> **What the task asks**
Look below. Copy each line that has "async" in it.

***** Provided entries

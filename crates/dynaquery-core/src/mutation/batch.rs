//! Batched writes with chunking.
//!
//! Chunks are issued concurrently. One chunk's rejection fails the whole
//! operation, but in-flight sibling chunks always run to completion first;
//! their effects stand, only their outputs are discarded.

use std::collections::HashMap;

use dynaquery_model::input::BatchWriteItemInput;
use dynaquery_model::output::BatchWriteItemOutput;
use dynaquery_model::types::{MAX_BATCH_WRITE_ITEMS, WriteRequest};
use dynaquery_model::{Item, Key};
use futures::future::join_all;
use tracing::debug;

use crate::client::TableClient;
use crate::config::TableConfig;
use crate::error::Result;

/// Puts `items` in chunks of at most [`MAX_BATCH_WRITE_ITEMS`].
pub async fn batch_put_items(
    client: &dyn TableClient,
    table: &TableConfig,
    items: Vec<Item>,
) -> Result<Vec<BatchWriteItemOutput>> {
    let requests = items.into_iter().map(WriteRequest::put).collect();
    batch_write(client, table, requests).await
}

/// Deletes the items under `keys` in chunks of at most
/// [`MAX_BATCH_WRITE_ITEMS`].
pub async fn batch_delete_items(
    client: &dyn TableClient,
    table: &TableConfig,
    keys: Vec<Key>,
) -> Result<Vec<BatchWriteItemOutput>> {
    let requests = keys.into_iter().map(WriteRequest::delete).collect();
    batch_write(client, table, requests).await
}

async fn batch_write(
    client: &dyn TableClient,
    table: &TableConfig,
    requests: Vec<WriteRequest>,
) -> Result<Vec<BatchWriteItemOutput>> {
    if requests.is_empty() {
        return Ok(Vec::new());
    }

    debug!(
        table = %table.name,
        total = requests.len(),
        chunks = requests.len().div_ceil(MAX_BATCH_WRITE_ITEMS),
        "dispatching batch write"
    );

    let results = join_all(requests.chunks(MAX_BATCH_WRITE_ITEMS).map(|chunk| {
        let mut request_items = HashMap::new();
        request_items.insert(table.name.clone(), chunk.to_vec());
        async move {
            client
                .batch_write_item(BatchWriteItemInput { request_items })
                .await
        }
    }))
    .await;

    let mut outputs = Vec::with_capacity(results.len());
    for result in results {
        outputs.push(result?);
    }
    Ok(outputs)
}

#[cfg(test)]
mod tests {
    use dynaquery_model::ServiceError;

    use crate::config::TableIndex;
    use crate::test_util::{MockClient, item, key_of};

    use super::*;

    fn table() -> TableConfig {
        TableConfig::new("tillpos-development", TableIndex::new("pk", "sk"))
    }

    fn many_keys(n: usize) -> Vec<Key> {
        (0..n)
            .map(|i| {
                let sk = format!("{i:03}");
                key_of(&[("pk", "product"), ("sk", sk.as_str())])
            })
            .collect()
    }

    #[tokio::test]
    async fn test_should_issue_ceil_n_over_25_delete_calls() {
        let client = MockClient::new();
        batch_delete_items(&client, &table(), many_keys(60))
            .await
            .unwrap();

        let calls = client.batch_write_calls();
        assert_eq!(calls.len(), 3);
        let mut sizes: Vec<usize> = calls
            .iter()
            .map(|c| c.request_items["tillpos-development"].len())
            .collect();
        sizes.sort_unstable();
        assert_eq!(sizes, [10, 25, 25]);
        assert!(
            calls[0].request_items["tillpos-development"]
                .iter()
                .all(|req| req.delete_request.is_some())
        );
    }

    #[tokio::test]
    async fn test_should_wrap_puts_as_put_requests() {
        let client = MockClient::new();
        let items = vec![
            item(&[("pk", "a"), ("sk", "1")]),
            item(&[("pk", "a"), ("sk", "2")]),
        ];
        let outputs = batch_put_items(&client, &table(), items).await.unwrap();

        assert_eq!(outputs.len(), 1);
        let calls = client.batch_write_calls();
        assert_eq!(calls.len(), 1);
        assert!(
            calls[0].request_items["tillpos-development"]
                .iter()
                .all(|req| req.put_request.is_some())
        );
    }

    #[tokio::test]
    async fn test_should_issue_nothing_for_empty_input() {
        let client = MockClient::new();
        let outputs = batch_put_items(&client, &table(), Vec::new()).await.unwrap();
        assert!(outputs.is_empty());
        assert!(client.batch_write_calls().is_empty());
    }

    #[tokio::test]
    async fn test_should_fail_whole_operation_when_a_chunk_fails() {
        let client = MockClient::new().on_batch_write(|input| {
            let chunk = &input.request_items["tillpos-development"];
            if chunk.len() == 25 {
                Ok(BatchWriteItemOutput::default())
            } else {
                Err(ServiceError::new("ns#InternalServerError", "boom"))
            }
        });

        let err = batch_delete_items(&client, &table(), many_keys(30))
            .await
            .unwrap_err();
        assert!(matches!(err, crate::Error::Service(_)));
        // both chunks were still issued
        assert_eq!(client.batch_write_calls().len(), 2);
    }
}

**********
***** Provided entries

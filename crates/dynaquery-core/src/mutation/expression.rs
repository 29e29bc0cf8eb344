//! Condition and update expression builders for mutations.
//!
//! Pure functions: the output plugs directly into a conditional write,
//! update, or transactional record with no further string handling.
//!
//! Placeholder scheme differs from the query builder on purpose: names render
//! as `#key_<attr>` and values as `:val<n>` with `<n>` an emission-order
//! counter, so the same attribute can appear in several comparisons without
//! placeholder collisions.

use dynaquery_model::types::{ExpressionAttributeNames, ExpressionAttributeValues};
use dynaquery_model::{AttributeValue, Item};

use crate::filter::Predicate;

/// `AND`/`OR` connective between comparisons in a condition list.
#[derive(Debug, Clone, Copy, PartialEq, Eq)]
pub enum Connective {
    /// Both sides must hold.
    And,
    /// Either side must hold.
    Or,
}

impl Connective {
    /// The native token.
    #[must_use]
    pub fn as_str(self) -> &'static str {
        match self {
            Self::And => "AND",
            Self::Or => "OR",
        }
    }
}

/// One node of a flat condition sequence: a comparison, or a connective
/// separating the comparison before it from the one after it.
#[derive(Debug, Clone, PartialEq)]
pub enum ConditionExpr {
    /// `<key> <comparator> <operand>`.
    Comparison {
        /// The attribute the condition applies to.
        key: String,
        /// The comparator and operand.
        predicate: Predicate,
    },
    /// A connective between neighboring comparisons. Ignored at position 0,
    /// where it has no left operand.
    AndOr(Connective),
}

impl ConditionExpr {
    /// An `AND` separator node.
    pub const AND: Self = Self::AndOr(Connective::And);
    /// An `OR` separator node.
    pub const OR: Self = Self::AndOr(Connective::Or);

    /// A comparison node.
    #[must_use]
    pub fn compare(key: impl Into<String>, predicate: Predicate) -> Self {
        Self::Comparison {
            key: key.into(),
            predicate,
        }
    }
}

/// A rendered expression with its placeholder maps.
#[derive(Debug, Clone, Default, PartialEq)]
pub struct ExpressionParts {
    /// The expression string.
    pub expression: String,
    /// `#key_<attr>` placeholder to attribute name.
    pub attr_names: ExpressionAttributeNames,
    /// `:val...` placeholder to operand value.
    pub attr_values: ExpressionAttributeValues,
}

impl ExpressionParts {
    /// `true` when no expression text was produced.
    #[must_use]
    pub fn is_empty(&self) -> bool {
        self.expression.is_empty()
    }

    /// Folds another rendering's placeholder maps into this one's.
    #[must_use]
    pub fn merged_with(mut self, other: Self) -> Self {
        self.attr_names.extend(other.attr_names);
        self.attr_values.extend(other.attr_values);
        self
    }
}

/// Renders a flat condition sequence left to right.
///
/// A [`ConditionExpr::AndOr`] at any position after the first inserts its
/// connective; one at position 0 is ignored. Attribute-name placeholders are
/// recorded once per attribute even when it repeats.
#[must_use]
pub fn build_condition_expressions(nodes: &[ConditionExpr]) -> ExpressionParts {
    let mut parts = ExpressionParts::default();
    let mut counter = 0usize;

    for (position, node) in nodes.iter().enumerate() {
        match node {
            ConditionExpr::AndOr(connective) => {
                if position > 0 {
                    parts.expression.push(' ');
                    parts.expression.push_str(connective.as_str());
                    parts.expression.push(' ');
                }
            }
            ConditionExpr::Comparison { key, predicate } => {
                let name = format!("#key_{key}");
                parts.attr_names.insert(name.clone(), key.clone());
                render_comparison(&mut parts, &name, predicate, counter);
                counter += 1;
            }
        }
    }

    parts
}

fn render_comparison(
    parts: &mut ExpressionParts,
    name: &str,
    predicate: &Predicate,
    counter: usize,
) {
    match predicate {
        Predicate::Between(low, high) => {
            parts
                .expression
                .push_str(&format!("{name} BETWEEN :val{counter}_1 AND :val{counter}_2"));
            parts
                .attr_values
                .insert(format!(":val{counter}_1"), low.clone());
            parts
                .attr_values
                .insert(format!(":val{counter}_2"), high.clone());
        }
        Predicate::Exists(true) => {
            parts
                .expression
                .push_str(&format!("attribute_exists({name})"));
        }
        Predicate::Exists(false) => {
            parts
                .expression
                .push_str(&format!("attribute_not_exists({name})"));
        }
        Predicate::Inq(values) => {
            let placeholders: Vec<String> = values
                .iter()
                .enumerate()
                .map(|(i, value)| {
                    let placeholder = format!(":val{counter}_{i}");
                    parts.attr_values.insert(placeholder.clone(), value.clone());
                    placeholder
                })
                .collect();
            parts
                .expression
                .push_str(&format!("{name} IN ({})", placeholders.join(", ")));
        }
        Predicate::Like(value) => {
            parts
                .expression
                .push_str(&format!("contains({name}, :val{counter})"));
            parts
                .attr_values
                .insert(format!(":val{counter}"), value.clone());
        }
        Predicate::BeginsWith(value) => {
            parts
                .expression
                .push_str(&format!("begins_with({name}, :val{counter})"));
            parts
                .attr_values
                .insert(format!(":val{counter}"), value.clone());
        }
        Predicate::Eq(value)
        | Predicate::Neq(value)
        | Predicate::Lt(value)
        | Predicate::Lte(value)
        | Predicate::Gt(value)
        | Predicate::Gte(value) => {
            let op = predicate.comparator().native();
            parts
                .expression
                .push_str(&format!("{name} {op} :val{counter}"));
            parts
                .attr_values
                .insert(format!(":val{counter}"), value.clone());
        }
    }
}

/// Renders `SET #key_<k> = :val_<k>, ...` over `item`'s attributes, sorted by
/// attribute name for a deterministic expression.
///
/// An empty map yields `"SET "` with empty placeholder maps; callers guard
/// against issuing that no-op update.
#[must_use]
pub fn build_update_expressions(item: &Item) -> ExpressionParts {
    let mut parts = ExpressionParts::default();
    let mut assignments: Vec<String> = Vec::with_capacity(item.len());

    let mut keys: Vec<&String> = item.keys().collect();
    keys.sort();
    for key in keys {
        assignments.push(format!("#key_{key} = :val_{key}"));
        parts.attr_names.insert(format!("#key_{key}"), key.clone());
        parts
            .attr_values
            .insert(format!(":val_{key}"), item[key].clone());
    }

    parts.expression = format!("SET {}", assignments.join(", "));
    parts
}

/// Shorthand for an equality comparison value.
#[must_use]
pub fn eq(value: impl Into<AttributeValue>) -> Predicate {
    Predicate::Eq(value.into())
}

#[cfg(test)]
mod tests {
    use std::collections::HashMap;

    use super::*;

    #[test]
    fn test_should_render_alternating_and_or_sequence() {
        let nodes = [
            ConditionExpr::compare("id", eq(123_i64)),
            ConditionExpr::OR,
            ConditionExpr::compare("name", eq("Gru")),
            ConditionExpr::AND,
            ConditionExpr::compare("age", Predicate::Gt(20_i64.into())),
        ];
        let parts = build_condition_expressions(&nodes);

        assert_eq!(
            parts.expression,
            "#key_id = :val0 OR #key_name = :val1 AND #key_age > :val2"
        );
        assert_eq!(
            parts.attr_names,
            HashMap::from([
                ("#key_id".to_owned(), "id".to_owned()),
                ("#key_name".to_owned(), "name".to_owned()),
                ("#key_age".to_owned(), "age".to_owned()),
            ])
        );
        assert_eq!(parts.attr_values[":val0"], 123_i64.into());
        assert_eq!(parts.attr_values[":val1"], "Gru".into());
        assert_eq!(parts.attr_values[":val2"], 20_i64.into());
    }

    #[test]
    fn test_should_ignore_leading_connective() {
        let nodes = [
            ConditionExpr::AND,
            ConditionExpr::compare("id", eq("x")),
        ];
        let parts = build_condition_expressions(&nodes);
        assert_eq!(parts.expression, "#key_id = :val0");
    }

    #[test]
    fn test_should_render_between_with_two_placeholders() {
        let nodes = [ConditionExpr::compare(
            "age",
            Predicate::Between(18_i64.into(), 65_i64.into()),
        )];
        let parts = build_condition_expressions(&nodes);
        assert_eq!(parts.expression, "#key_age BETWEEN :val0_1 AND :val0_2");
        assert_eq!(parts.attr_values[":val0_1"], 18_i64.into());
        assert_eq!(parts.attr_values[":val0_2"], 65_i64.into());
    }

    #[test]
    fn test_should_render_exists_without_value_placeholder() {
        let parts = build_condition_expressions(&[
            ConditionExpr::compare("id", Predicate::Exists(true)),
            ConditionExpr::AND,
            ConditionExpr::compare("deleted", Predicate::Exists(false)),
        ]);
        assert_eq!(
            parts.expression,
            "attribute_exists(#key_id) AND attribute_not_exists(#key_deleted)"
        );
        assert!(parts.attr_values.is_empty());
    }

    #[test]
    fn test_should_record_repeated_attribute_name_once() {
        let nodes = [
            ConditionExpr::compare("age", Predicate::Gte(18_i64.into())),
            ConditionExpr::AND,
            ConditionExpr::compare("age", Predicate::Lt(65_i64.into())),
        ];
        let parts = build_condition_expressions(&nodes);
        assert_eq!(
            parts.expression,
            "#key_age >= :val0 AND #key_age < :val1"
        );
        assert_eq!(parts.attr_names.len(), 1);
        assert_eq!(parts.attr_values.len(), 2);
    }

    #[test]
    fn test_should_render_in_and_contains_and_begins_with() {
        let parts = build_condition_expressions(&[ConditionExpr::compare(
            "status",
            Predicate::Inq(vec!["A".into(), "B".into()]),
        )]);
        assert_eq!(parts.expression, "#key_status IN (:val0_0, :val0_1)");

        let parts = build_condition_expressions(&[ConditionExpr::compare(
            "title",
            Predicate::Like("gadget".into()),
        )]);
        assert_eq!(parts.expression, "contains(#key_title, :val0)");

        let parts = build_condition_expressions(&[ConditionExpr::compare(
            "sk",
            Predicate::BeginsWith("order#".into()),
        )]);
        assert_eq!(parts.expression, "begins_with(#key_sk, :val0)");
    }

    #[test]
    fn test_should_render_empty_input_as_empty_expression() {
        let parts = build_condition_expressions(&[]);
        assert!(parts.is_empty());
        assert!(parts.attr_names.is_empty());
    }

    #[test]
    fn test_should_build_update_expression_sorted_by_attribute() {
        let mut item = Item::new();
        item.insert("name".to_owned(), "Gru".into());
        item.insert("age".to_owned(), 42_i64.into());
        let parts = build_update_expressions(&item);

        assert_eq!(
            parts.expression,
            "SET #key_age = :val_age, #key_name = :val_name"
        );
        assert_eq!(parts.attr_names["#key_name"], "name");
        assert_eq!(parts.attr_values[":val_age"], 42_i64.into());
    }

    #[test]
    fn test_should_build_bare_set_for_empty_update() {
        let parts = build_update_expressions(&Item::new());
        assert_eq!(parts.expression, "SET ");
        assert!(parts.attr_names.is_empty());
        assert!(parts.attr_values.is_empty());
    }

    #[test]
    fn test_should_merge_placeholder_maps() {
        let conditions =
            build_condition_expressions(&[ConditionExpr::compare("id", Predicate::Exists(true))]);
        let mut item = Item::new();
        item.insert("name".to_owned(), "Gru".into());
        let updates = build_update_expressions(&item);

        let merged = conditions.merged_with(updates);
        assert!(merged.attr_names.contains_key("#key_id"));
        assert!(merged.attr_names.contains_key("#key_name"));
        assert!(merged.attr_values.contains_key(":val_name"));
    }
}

**********

> **Result**
pub async fn batch_put_items(
pub async fn batch_delete_items(
async fn batch_write(
        async move {
    async fn test_should_issue_ceil_n_over_25_delete_calls() {
    async fn test_should_wrap_puts_as_put_requests() {
    async fn test_should_issue_nothing_for_empty_input() {
    async fn test_should_fail_whole_operation_when_a_chunk_fails() {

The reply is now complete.